What you need to do =>
Wherever the word "tokio" shows up in the data, report the line it sits in.

□ □ □

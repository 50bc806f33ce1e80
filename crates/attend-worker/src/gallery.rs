//! Known-face gallery and its loader.

use std::collections::BTreeSet;
use std::path::{Path, PathBuf};
use std::sync::Arc;

use serde::Deserialize;
use tracing::{info, warn};

use crate::config::EngineConfig;
use crate::error::{EngineError, EngineResult};
use crate::name_mapping::{load_overrides, MappingReport, NameMapping};
use crate::registry::IdentityRegistry;

/// Distance threshold used when the blob does not carry one.
pub const DEFAULT_THRESHOLD: f32 = 0.40;

fn default_threshold() -> f32 {
    DEFAULT_THRESHOLD
}

/// On-disk gallery format.
#[derive(Debug, Deserialize)]
struct GalleryBlob {
    #[serde(default)]
    embeddings: Vec<Vec<f32>>,
    #[serde(default)]
    names: Vec<String>,
    #[serde(default = "default_threshold")]
    threshold: f32,
}

/// One known embedding.
#[derive(Debug, Clone, PartialEq)]
pub struct GalleryEntry {
    pub embedding: Vec<f32>,
    pub label: String,
}

/// Unit-normalized known embeddings and their labels.
#[derive(Debug, Clone, PartialEq)]
pub struct Gallery {
    entries: Vec<GalleryEntry>,
    threshold: f32,
    dimension: usize,
}

impl Default for Gallery {
    fn default() -> Self {
        Self::empty()
    }
}

impl Gallery {
    /// No known faces: detection only.
    pub fn empty() -> Self {
        Self {
            entries: Vec::new(),
            threshold: DEFAULT_THRESHOLD,
            dimension: 0,
        }
    }

    /// Build from parallel rows and labels, normalizing every row.
    pub fn from_parts(embeddings: Vec<Vec<f32>>, names: Vec<String>, threshold: f32) -> EngineResult<Self> {
        if embeddings.len() != names.len() {
            return Err(EngineError::gallery(format!(
                "{} embeddings but {} names",
                embeddings.len(),
                names.len()
            )));
        }
        if !threshold.is_finite() {
            return Err(EngineError::gallery("threshold is not a number"));
        }

        let dimension = embeddings.first().map(Vec::len).unwrap_or(0);
        if let Some(row) = embeddings.iter().position(|e| e.len() != dimension) {
            return Err(EngineError::gallery(format!(
                "row {} has dimension {}, expected {}",
                row,
                embeddings[row].len(),
                dimension
            )));
        }
        if dimension == 0 && !embeddings.is_empty() {
            return Err(EngineError::gallery("embeddings are empty vectors"));
        }

        let entries = embeddings
            .into_iter()
            .zip(names)
            .map(|(embedding, label)| GalleryEntry {
                embedding: normalized(embedding),
                label,
            })
            .collect();

        Ok(Self {
            entries,
            threshold,
            dimension,
        })
    }

    /// Parse the JSON blob `{embeddings, names, threshold}`.
    pub fn from_json(raw: &str) -> EngineResult<Self> {
        let blob: GalleryBlob = serde_json::from_str(raw)
            .map_err(|e| EngineError::gallery(format!("invalid blob: {}", e)))?;
        Self::from_parts(blob.embeddings, blob.names, blob.threshold)
    }

    pub fn is_empty(&self) -> bool {
        self.entries.is_empty()
    }

    pub fn len(&self) -> usize {
        self.entries.len()
    }

    /// Base distance threshold.
    pub fn threshold(&self) -> f32 {
        self.threshold
    }

    /// Embedding length, 0 for an empty gallery.
    pub fn dimension(&self) -> usize {
        self.dimension
    }

    pub fn entries(&self) -> &[GalleryEntry] {
        &self.entries
    }

    /// Distinct labels, sorted.
    pub fn unique_labels(&self) -> BTreeSet<&str> {
        self.entries.iter().map(|e| e.label.as_str()).collect()
    }
}

/// Scale to unit length. Zero vectors are returned as-is.
pub fn normalized(mut v: Vec<f32>) -> Vec<f32> {
    let norm = v.iter().map(|x| x * x).sum::<f32>().sqrt();
    if norm > 0.0 && norm.is_finite() {
        for x in v.iter_mut() {
            *x /= norm;
        }
    }
    v
}

/// Loads the gallery and rebuilds its name mapping at every session start.
#[derive(Debug, Clone)]
pub struct GalleryLoader {
    gallery_path: PathBuf,
    name_mapping_path: PathBuf,
    registry: Arc<IdentityRegistry>,
}

impl GalleryLoader {
    pub fn new(
        gallery_path: impl Into<PathBuf>,
        name_mapping_path: impl Into<PathBuf>,
        registry: Arc<IdentityRegistry>,
    ) -> Self {
        Self {
            gallery_path: gallery_path.into(),
            name_mapping_path: name_mapping_path.into(),
            registry,
        }
    }

    pub fn from_config(config: &EngineConfig, registry: Arc<IdentityRegistry>) -> Self {
        Self::new(&config.gallery_path, &config.name_mapping_path, registry)
    }

    pub fn gallery_path(&self) -> &Path {
        &self.gallery_path
    }

    /// Whether a gallery blob is present on disk.
    pub fn gallery_exists(&self) -> bool {
        self.gallery_path.exists()
    }

    /// Load the gallery and its mapping.
    pub fn load(&self) -> EngineResult<(Gallery, NameMapping)> {
        let (gallery, mapping, _) = self.load_with_report()?;
        Ok((gallery, mapping))
    }

    /// [`load`](Self::load) on the blocking pool, so file reads never stall
    /// a runtime worker thread.
    pub async fn load_async(&self) -> EngineResult<(Gallery, NameMapping)> {
        let loader = self.clone();
        tokio::task::spawn_blocking(move || loader.load())
            .await
            .map_err(|e| EngineError::gallery(format!("Gallery load task failed: {}", e)))?
    }

    /// Load the gallery and its mapping, with the auto-mapping report.
    ///
    /// Overrides are re-read on every call. A missing blob yields an empty
    /// gallery and an override-only mapping.
    pub fn load_with_report(&self) -> EngineResult<(Gallery, NameMapping, MappingReport)> {
        let overrides = load_overrides(&self.name_mapping_path);

        if !self.gallery_exists() {
            warn!(path = %self.gallery_path.display(), "Gallery not found, running detection only");
            return Ok((
                Gallery::empty(),
                NameMapping::with_overrides(self.registry.clone(), overrides),
                MappingReport::default(),
            ));
        }

        let raw = std::fs::read_to_string(&self.gallery_path).map_err(|e| {
            EngineError::gallery(format!("{}: {}", self.gallery_path.display(), e))
        })?;
        let gallery = Gallery::from_json(&raw)?;

        let labels: Vec<&str> = gallery.entries.iter().map(|e| e.label.as_str()).collect();
        let (mapping, report) = NameMapping::build(self.registry.clone(), overrides, &labels);

        let unique = gallery.unique_labels();
        info!(
            embeddings = gallery.len(),
            people = unique.len(),
            threshold = gallery.threshold(),
            labels = ?unique,
            "Loaded gallery"
        );
        if !report.is_complete() {
            warn!(unresolved = ?report.unresolved, "Some gallery labels have no identity");
        }

        Ok((gallery, mapping, report))
    }
}

#[cfg(test)]
mod tests {
    use super::*;
    use attend_models::{IdentityId, IdentityRecord};
    use std::fs;

    fn registry() -> Arc<IdentityRegistry> {
        Arc::new(IdentityRegistry::from_records(vec![
            IdentityRecord::new("24CS001", "ALICE"),
            IdentityRecord::new("24CS002", "BOB"),
        ]))
    }

    #[test]
    fn test_rows_are_normalized() {
        let gallery = Gallery::from_parts(
            vec![vec![3.0, 4.0], vec![0.0, 0.0]],
            vec!["alice".into(), "bob".into()],
            0.4,
        )
        .unwrap();
        assert_eq!(gallery.entries()[0].embedding, vec![0.6, 0.8]);
        // zero rows stay zero
        assert_eq!(gallery.entries()[1].embedding, vec![0.0, 0.0]);
        assert_eq!(gallery.dimension(), 2);
    }

    #[test]
    fn test_count_mismatch_rejected() {
        let err = Gallery::from_parts(vec![vec![1.0, 0.0]], vec![], 0.4).unwrap_err();
        assert!(matches!(err, EngineError::Gallery(_)));
    }

    #[test]
    fn test_inconsistent_dimensions_rejected() {
        let err = Gallery::from_parts(
            vec![vec![1.0, 0.0], vec![1.0, 0.0, 0.0]],
            vec!["a".into(), "b".into()],
            0.4,
        )
        .unwrap_err();
        assert!(err.to_string().contains("row 1"));
    }

    #[test]
    fn test_threshold_defaults() {
        let gallery = Gallery::from_json(r#"{"embeddings": [[1.0, 0.0]], "names": ["alice"]}"#).unwrap();
        assert_eq!(gallery.threshold(), DEFAULT_THRESHOLD);
    }

    #[test]
    fn test_missing_blob_is_detect_only() {
        let dir = tempfile::tempdir().unwrap();
        fs::write(dir.path().join("name_mapping.json"), r#"{"al": "24CS001"}"#).unwrap();
        let loader = GalleryLoader::new(
            dir.path().join("gallery.json"),
            dir.path().join("name_mapping.json"),
            registry(),
        );

        let (gallery, mapping) = loader.load().unwrap();
        assert!(gallery.is_empty());
        assert!(!loader.gallery_exists());
        assert_eq!(mapping.override_count(), 1);
        assert_eq!(mapping.resolve("AL"), Some(IdentityId::from("24CS001")));
    }

    #[test]
    fn test_load_builds_mapping_and_rereads_overrides() {
        let dir = tempfile::tempdir().unwrap();
        let gallery_path = dir.path().join("gallery.json");
        let mapping_path = dir.path().join("name_mapping.json");
        fs::write(
            &gallery_path,
            r#"{"embeddings": [[1,0],[0.9,0.1],[0,1]], "names": ["alice","alice","bobby"], "threshold": 0.35}"#,
        )
        .unwrap();
        let loader = GalleryLoader::new(&gallery_path, &mapping_path, registry());

        let (gallery, mapping, report) = loader.load_with_report().unwrap();
        assert_eq!(gallery.len(), 3);
        assert_eq!(gallery.threshold(), 0.35);
        assert_eq!(mapping.resolve("alice"), Some(IdentityId::from("24CS001")));
        assert_eq!(report.mapped.len() + report.unresolved.len(), 2);

        fs::write(&mapping_path, r#"{"bobby": "24CS002"}"#).unwrap();
        let (_, mapping, report) = loader.load_with_report().unwrap();
        assert_eq!(mapping.resolve("bobby"), Some(IdentityId::from("24CS002")));
        assert!(report.is_complete());
    }

    #[tokio::test]
    async fn test_load_async_reads_files_off_runtime() {
        let dir = tempfile::tempdir().unwrap();
        let gallery_path = dir.path().join("gallery.json");
        let mapping_path = dir.path().join("name_mapping.json");
        fs::write(&gallery_path, r#"{"embeddings": [[0,1]], "names": ["bob smith"]}"#).unwrap();
        fs::write(&mapping_path, r#"{"bob smith": "24CS002"}"#).unwrap();
        let loader = GalleryLoader::new(&gallery_path, &mapping_path, registry());

        let (gallery, mapping) = loader.load_async().await.unwrap();
        assert_eq!(gallery.len(), 1);
        assert_eq!(mapping.resolve("Bob Smith"), Some(IdentityId::from("24CS002")));

        fs::write(&gallery_path, "{not json").unwrap();
        assert!(matches!(loader.load_async().await, Err(EngineError::Gallery(_))));
    }

    #[test]
    fn test_corrupt_blob_is_gallery_error() {
        let dir = tempfile::tempdir().unwrap();
        let gallery_path = dir.path().join("gallery.json");
        fs::write(&gallery_path, "{not json").unwrap();
        let loader = GalleryLoader::new(&gallery_path, dir.path().join("m.json"), registry());
        assert!(matches!(loader.load(), Err(EngineError::Gallery(_))));
    }
}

□ □ □

Task answer =>
        tokio::task::spawn_blocking(move || loader.load())
    #[tokio::test]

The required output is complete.